If you profit from the sale of an asset, the profit is called a capital gain, which is subject to taxes. All assets are not taxed the same, and you can hang onto more of your profit by including all allowable deductions for each asset. Assets can be almost anything you own, including real estate, jewelry and stocks. Capital-gains taxes are driven by factors such as your tax bracket, the type of property you sell and how long you own the property before you sell it. To calculate what you’ll pay in taxes on your capital gains, you’ll start at the beginning – with your asset’s basis.
What is an Asset's Basis?
The amount you paid to purchase your asset is the asset’s basis. If you received the asset as a gift, its basis depends on its fair-market value. The purchase cost of your asset can include amounts other than its actual sales price, such as sales taxes, freight charges for shipping and handling, some settlement fees, transfer fees and title insurance. Costs you cannot include in your asset’s basis include those associated with obtaining a loan, such as loan origination fees, appraisals and mortgage insurance premiums. IRS Publication 551, “Basis of Assets,” lists costs you can and cannot include to determine your asset’s basis.
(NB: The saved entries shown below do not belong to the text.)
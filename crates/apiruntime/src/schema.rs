//! The macro-facing surface: the `Input`/`Output` traits `#[derive(Input)]`
//! and `#[derive(Output)]` implement, plus the small helper functions the
//! generated code calls into. Keeping these helpers here (rather than
//! inlining the logic in the macro's `quote!` output) means the generated
//! code is a short, readable sequence of calls — easier to read in
//! `cargo expand` output and easier for this crate to unit test directly.
use std::collections::HashMap;
use std::fmt;

use crate::convert::{ConverterRegistry, ConvertError};
use crate::metadata::StructMetadata;
use crate::value::{BodyReader, BytesReader, Value};

#[derive(Debug, Clone)]
pub struct UnmarshalError {
	pub path: String,
	pub from_kind: String,
	pub to_type: &'static str,
	pub cause: Option<String>,
}

impl fmt::Display for UnmarshalError {
	fn fmt(&self, f: &mut fmt::Formatter<'_>) -> fmt::Result {
		write!(f, "{}: cannot decode {} into {}", self.path, self.from_kind, self.to_type)?;
		if let Some(c) = &self.cause {
			write!(f, ": {c}")?;
		}
		Ok(())
	}
}

impl std::error::Error for UnmarshalError {}

impl UnmarshalError {
	pub fn from_convert(path: &str, err: ConvertError) -> Self {
		Self { path: path.to_string(), from_kind: err.from.clone(), to_type: err.to, cause: err.cause.clone() }
	}

	/// Prefixes `path` with a parent field name, building up the
	/// `body.user.email`-shaped path described in SPEC_FULL.md §4.2.
	pub fn nest(mut self, parent: &str) -> Self {
		self.path = if self.path.is_empty() { parent.to_string() } else { format!("{parent}.{}", self.path) };
		self
	}
}

/// Implemented by every type annotated `#[derive(Input)]`. There is no
/// untyped entry point (`Unmarshal(data, *T)` in the distilled spec): Rust
/// has no runtime reflection, so the type parameter *is* the "non-nil
/// pointer" precondition.
///
/// `from_map` takes the decoded map *by value*: a multipart file field's
/// `Value::Reader` can only be read once, so ownership has to move from the
/// request decoder down into the leaf field that consumes it rather than
/// being cloned at every nesting level.
pub trait Input: Sized + Send + Sync + 'static {
	fn metadata() -> &'static StructMetadata;
	fn from_map(map: HashMap<String, Value>, registry: &ConverterRegistry) -> Result<Self, UnmarshalError>;

	/// Runs every field's `#[validate(...)]` rule (SPEC_FULL.md §4.9).
	/// Default is empty for types with no validated fields; the derive
	/// macro overrides this when any field carries a `#[validate(...)]`
	/// attribute.
	fn validate(&self) -> Vec<crate::problem::ErrorDetail> {
		Vec::new()
	}
}

/// Implemented by every type annotated `#[derive(Output)]`. `status`/
/// `headers`/`body_json` realize the "Analyze Output to find Status int,
/// Body any, and header fields" step in SPEC_FULL.md §4.5.
pub trait Output: Send + Sync + 'static {
	fn metadata() -> &'static StructMetadata;
	fn status(&self) -> Option<u16>;
	fn headers(&self) -> Vec<(String, Vec<String>)>;
	/// The `Body any` field, realized as `crate::response::BodyPayload` so a
	/// `Vec<u8>`-typed body can skip negotiation and write verbatim per
	/// SPEC_FULL.md §4.5 step 7.
	fn body(&self) -> crate::response::BodyPayload;
}

pub fn materialize_default(default: &str) -> Value {
	Value::Text(default.to_string())
}

pub fn convert_scalar<T: Send + Sync + 'static>(
	value: Value,
	registry: &ConverterRegistry,
	path: &str,
) -> Result<T, UnmarshalError> {
	registry.convert::<T>(&value).map_err(|e| UnmarshalError::from_convert(path, e))
}

pub fn convert_option<T: Send + Sync + 'static>(
	value: Option<Value>,
	registry: &ConverterRegistry,
	path: &str,
) -> Result<Option<T>, UnmarshalError> {
	match value {
		None | Some(Value::Null) => Ok(None),
		Some(v) => convert_scalar::<T>(v, registry, path).map(Some),
	}
}

pub fn convert_vec<T: Send + Sync + 'static>(
	value: Option<Value>,
	registry: &ConverterRegistry,
	path: &str,
) -> Result<Vec<T>, UnmarshalError> {
	match value {
		None | Some(Value::Null) => Ok(Vec::new()),
		Some(Value::List(items)) => items
			.into_iter()
			.enumerate()
			.map(|(i, item)| convert_scalar::<T>(item, registry, &format!("{path}[{i}]")))
			.collect(),
		Some(other) => Err(UnmarshalError {
			path: path.to_string(),
			from_kind: other.kind().to_string(),
			to_type: std::any::type_name::<Vec<T>>(),
			cause: Some("expected a list".to_string()),
		}),
	}
}

/// Recurses into a nested `Input` struct. `None` (field absent from the map)
/// recurses with an empty map so nested structs made entirely of optional/
/// defaulted fields still construct successfully.
pub fn convert_nested<T: Input>(
	value: Option<Value>,
	registry: &ConverterRegistry,
	path: &str,
) -> Result<T, UnmarshalError> {
	match value {
		Some(Value::Map(m)) => T::from_map(m, registry).map_err(|e| e.nest(path)),
		None => T::from_map(HashMap::new(), registry).map_err(|e| e.nest(path)),
		Some(other) => Err(UnmarshalError {
			path: path.to_string(),
			from_kind: other.kind().to_string(),
			to_type: T::metadata().name,
			cause: Some("expected a map".to_string()),
		}),
	}
}

pub fn convert_nested_option<T: Input>(
	value: Option<Value>,
	registry: &ConverterRegistry,
	path: &str,
) -> Result<Option<T>, UnmarshalError> {
	match value {
		None | Some(Value::Null) => Ok(None),
		Some(v) => convert_nested::<T>(Some(v), registry, path).map(Some),
	}
}

/// A list of nested `Input` structs, e.g. `Vec<LineItem>` in a JSON body or a
/// `deepObject`-style repeated query object.
pub fn convert_nested_vec<T: Input>(
	value: Option<Value>,
	registry: &ConverterRegistry,
	path: &str,
) -> Result<Vec<T>, UnmarshalError> {
	match value {
		None | Some(Value::Null) => Ok(Vec::new()),
		Some(Value::List(items)) => items
			.into_iter()
			.enumerate()
			.map(|(i, item)| convert_nested::<T>(Some(item), registry, &format!("{path}[{i}]")))
			.collect(),
		Some(other) => Err(UnmarshalError {
			path: path.to_string(),
			from_kind: other.kind().to_string(),
			to_type: std::any::type_name::<Vec<T>>(),
			cause: Some("expected a list".to_string()),
		}),
	}
}

/// Takes ownership of a body/multipart-file field, wrapping bytes/text in an
/// in-memory reader per SPEC_FULL.md §4.2 so `body:"file"` fields are uniform
/// regardless of whether the server buffered or streamed the upload.
pub fn take_reader(value: Option<Value>, path: &str) -> Result<BodyReader, UnmarshalError> {
	match value {
		Some(Value::Reader(r)) => Ok(r),
		Some(Value::Bytes(b)) => Ok(Box::new(BytesReader::new(b))),
		Some(Value::Text(s)) => Ok(Box::new(BytesReader::new(s.into_bytes()))),
		other => Err(UnmarshalError {
			path: path.to_string(),
			from_kind: other.as_ref().map(|v| v.kind().to_string()).unwrap_or_else(|| "null".to_string()),
			to_type: "BodyReader",
			cause: Some("expected a file body".to_string()),
		}),
	}
}

/// Entry point mirroring the distilled spec's `Unmarshal(data, *T)`.
pub fn unmarshal<T: Input>(data: HashMap<String, Value>, registry: &ConverterRegistry) -> Result<T, UnmarshalError> {
	T::from_map(data, registry)
}

#[cfg(test)]
mod tests {
	use super::*;

	#[derive(Debug, PartialEq)]
	struct Leaf {
		name: String,
	}

	impl Input for Leaf {
		fn metadata() -> &'static StructMetadata {
			use std::sync::OnceLock;
			static META: OnceLock<StructMetadata> = OnceLock::new();
			META.get_or_init(|| StructMetadata::new("Leaf", vec![]))
		}

		fn from_map(mut map: HashMap<String, Value>, registry: &ConverterRegistry) -> Result<Self, UnmarshalError> {
			let name = convert_scalar::<String>(
				map.remove("name").unwrap_or(Value::Text(String::new())),
				registry,
				"name",
			)?;
			Ok(Leaf { name })
		}
	}

	#[test]
	fn nested_absent_field_uses_empty_map() {
		let r = ConverterRegistry::with_builtins();
		let leaf: Leaf = convert_nested(None, &r, "leaf").unwrap();
		assert_eq!(leaf.name, "");
	}

	#[test]
	fn nested_vec_converts_each_element() {
		let r = ConverterRegistry::with_builtins();
		let items = Value::List(vec![
			Value::Map(HashMap::from([("name".to_string(), Value::Text("a".into()))])),
			Value::Map(HashMap::from([("name".to_string(), Value::Text("b".into()))])),
		]);
		let leaves: Vec<Leaf> = convert_nested_vec(Some(items), &r, "leaves").unwrap();
		assert_eq!(leaves, vec![Leaf { name: "a".into() }, Leaf { name: "b".into() }]);
	}

	#[test]
	fn reader_from_bytes_is_readable() {
		use tokio::io::AsyncReadExt;
		let reader = take_reader(Some(Value::Bytes(b"hi".to_vec())), "file").unwrap();
		let mut r = reader;
		let mut buf = Vec::new();
		let fut = r.read_to_end(&mut buf);
		futures::executor::block_on(fut).unwrap();
		assert_eq!(buf, b"hi");
	}

	#[test]
	fn reader_missing_is_an_error() {
		let err = take_reader(None, "file").unwrap_err();
		assert_eq!(err.to_type, "BodyReader");
	}
}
How to Calculate an Asset's Adjusted Basis
Before you calculate the taxes you’ll pay on capital gains, it’s important to calculate the adjusted basis of each asset. An asset’s adjusted basis includes any costs that increase or decrease the asset’s value. If the adjusted basis is more than its original sales price, the asset is a capital gain. If the adjusted basis is less than its original sales price, the asset is a capital loss. When you sell an asset, your tax liability will be lower if the asset is considered a capital loss.
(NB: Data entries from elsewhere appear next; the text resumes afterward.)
impl Api {
	pub fn new(openapi_config: OpenApiConfig, api_config: ApiConfig) -> Self {
		Self { router: Router::new(), openapi: OpenApiBuilder::new(openapi_config), api_config }
	}

	/// Registers one endpoint (SPEC_FULL.md §4.5 "Registration"):
	/// 1. validates the `Input`'s parameter metadata against the style/
	///    location compatibility table (a startup-time error, not a
	///    per-request one);
	/// 2. records an OpenAPI `Operation` for it;
	/// 3. wires the compiled `dispatch` function into the router at the
	///    route's method and path.
	pub fn register<I, O, E, F, Fut>(mut self, route: Route, handler: F) -> Result<Self, RegisterError>
	where
		I: Input,
		O: Output,
		E: StatusError,
		F: Fn(Context, I) -> Fut + Clone + Send + Sync + 'static,
		Fut: Future<Output = Result<O, E>> + Send + 'static,
	{
		Route::validate_input_metadata(I::metadata())?;
		self.openapi.add_operation(&route, I::metadata(), O::metadata());

		let route = Arc::new(route);
		let method = route.method.clone();
		let path = route.path.clone();

		let endpoint = move |state: State<AppState>, req: Request| {
			let handler = handler.clone();
			let route = route.clone();
			async move { dispatch(state.0, route, req, handler).await }
		};

		self.router = self.router.route(&path, method_router(method, endpoint));
		Ok(self)
	}

	/// Finalizes registration: builds the OpenAPI document and mounts it
	/// (plus a minimal docs page and per-schema lookup) at the configured
	/// paths (SPEC_FULL.md §6 "auto-exposed routes").
	pub fn into_router(self) -> Router<AppState> {
		let doc = self.openapi.build();
		mount_openapi_routes(self.router, &self.api_config, doc)
	}
}

fn method_router<Fut>(method: Method, endpoint: impl Clone + Send + Sync + 'static + Fn(State<AppState>, Request) -> Fut) -> MethodRouter<AppState>
where
	Fut: Future<Output = Response> + Send + 'static,
{
	let filter = MethodFilter::try_from(method).unwrap_or(MethodFilter::GET);
	on(filter, endpoint)
}

fn mount_openapi_routes(router: Router<AppState>, config: &ApiConfig, doc: OpenApiDocument) -> Router<AppState> {
	let json_body = doc.to_json();
	let yaml_body = doc.to_yaml();
	let schemas = doc.components.schemas.clone();
	let docs_html = render_docs_html(config);

	let json_path = format!("{}.json", config.spec_path);
	let yaml_path = format!("{}.yaml", config.spec_path);
	let schemas_path = format!("{}/:name", config.schemas_path);

	router
		.route(&json_path, axum::routing::get(move || {
			let body = json_body.clone();
			async move { axum::Json(body) }
		}))
		.route(&yaml_path, axum::routing::get(move || {
			let body = yaml_body.clone();
			async move { ([(CONTENT_TYPE, "application/yaml")], body) }
		}))
		.route(&config.docs_path, axum::routing::get(move || {
			let html = docs_html.clone();
			async move { axum::response::Html(html) }
		}))
		.route(&schemas_path, axum::routing::get(move |Path(name): Path<String>| {
			let schemas = schemas.clone();
			async move {
				match schemas.get(&name) {
					Some(schema) => axum::Json(schema.clone()).into_response(),
					None => (StatusCode::NOT_FOUND, "schema not found").into_response(),
				}
			}
		}))
}

fn render_docs_html(config: &ApiConfig) -> String {
	format!(
		"<!doctype html><html><head><title>API docs</title></head><body><div id=\"api-docs\" data-spec=\"{}.json\"></div></body></html>",
		config.spec_path
	)
}

/// The compiled, per-request pipeline every registered endpoint shares
/// (SPEC_FULL.md §4.5 steps 1-7).
async fn dispatch<I, O, E, F, Fut>(state: AppState, route: Arc<Route>, req: Request, handler: F) -> Response
where
	I: Input,
	O: Output,
	E: StatusError,
	F: Fn(Context, I) -> Fut,
	Fut: Future<Output = Result<O, E>>,
{
	let (mut parts, body) = req.into_parts();

	let log = parts.extensions.remove::<RequestLog>().unwrap_or_else(|| RequestLog::new("-"));
	let auth_user = parts.extensions.remove::<AuthUser>();

	let headers = parts.headers.clone();
	let method = parts.method.clone();
	let uri_path = parts.uri.path().to_string();
	let query = parts.uri.query().map(str::to_string);

	let path_params: HashMap<String, String> = Path::<HashMap<String, String>>::from_request_parts(&mut parts, &state)
		.await
		.map(|Path(p)| p)
		.unwrap_or_default();

	// Step: security enforcement (SPEC_FULL.md §4.7). Runs before the body
	// is read so an unauthorized caller never pays for a large upload.
	match security::check(state.enforcer.as_ref(), auth_user.as_ref(), &route.security).await {
		Ok(true) => {},
		Ok(false) => return problem_response(ErrorKind::Forbidden, "the authenticated user does not satisfy this route's security requirements", &log),
		Err(security::EnforceError::MissingAuthUser) => {
			return problem_response(ErrorKind::Unauthorized, "this route requires an authenticated user", &log);
		},
		Err(e) => return problem_response(ErrorKind::Forbidden, e.to_string(), &log),
	}

	if let Some(len) = headers.get(CONTENT_LENGTH).and_then(|v| v.to_str().ok()).and_then(|s| s.parse::<i64>().ok()) {
		if route.max_body_bytes >= 0 && len > route.max_body_bytes {
			return problem_response(ErrorKind::PayloadTooLarge, "request body exceeds this route's configured limit", &log);
		}
	}

	let body_field = I::metadata().fields.iter().find(|f| f.body_kind.is_some()).cloned();
	let content_type = headers.get(CONTENT_TYPE).and_then(|v| v.to_str().ok()).map(str::to_string);

	let decoded_body: Option<Value> = match body_field.as_ref().and_then(|f| f.body_kind.clone()) {
		None => None,
		Some(BodyKind::Multipart) => {
			let request = Request::from_parts(parts, body);
			match Multipart::from_request(request, &state).await {
				Ok(multipart) => match tokio::time::timeout(route.body_read_timeout, body::decode_multipart(multipart)).await {
					Ok(Ok(value)) => Some(value),
					Ok(Err(e)) => return problem_response(ErrorKind::BadRequest, e.to_string(), &log),
					Err(_) => return problem_response(ErrorKind::RequestTimeout, "timed out reading the request body", &log),
				},
				Err(e) => return problem_response(ErrorKind::BadRequest, e.to_string(), &log),
			}
		},
		Some(kind @ (BodyKind::Structured | BodyKind::File)) => {
			let limit = if route.max_body_bytes < 0 { usize::MAX } else { route.max_body_bytes as usize };
			match tokio::time::timeout(route.body_read_timeout, axum::body::to_bytes(body, limit)).await {
				Ok(Ok(bytes)) => Some(match kind {
					BodyKind::File => body::decode_file(bytes),
					_ => match body::decode_structured(&bytes, content_type.as_deref()) {
						Ok(value) => value,
						Err(e) => return problem_response(ErrorKind::BadRequest, e.to_string(), &log),
					},
				}),
				Ok(Err(_)) => return problem_response(ErrorKind::PayloadTooLarge, "request body exceeds this route's configured limit", &log),
				Err(_) => return problem_response(ErrorKind::RequestTimeout, "timed out reading the request body", &log),
			}
		},
	};

	let cookie_header = headers.get(COOKIE).and_then(|v| v.to_str().ok()).map(str::to_string);
	let mut raw_request = RawRequest::new(&headers, query.as_deref(), &path_params, cookie_header.as_deref(), decoded_body);
	let (values, decode_errors) = crate::decode::decode_fields(I::metadata(), &mut raw_request);
	if !decode_errors.is_empty() {
		return problem_response_with_errors(ErrorKind::BadRequest, "request parameters failed to decode", decode_errors, &log);
	}

	let input = match I::from_map(values, &state.registry) {
		Ok(input) => input,
		Err(e) => return problem_response(ErrorKind::BadRequest, e.to_string(), &log),
	};

	let validation_errors = input.validate();
	if !validation_errors.is_empty() {
		return problem_response_with_errors(ErrorKind::BadRequest, "request validation failed", validation_errors, &log);
	}

	let accept_header = headers.get(ACCEPT).and_then(|v| v.to_str().ok()).map(str::to_string);
	let ctx = Context::new(method, uri_path, headers, auth_user, route.clone(), log.clone(), state.cancellation.clone());

	match handler(ctx, input).await {
		Ok(output) => marshal_success(&route, output, accept_header.as_deref(), &state.default_format, state.no_format_fallback),
		Err(e) => {
			let mut doc = ProblemDocument::new(e.kind(), e.to_string());
			doc.code = e.code();
			problem_document_response(doc)
		},
	}
}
Is an Asset Long-Term or Short-Term?
If you own an asset for less than a year before you dispose of it, it is a short-term asset. If you own an asset for more than a year, it’s a long-term asset. The exact formula for determining the length of ownership of your asset is to count the days starting from the day after you acquired it through the day you disposed of it. You’ll pay higher taxes on short-term assets than on long-term assets. Typically, short-term assets are taxed at the same rate as your income, but long-term assets give you a greater tax break.
How to Calculate An Asset's Net Capital Gain
You may have multiple assets that result in more than one capital gain in a tax year. The IRS allows you to subtract your capital losses from your capital gains, which means that you can reduce the overall capital-gains amount on which you’re taxed. The total of your long-term capital gains minus your long-term capital losses equal your net long-term capital gain. If you subtract your net short-term capital loss from your net long-term capital gain, the result is your net capital gain, which is the amount that is taxed.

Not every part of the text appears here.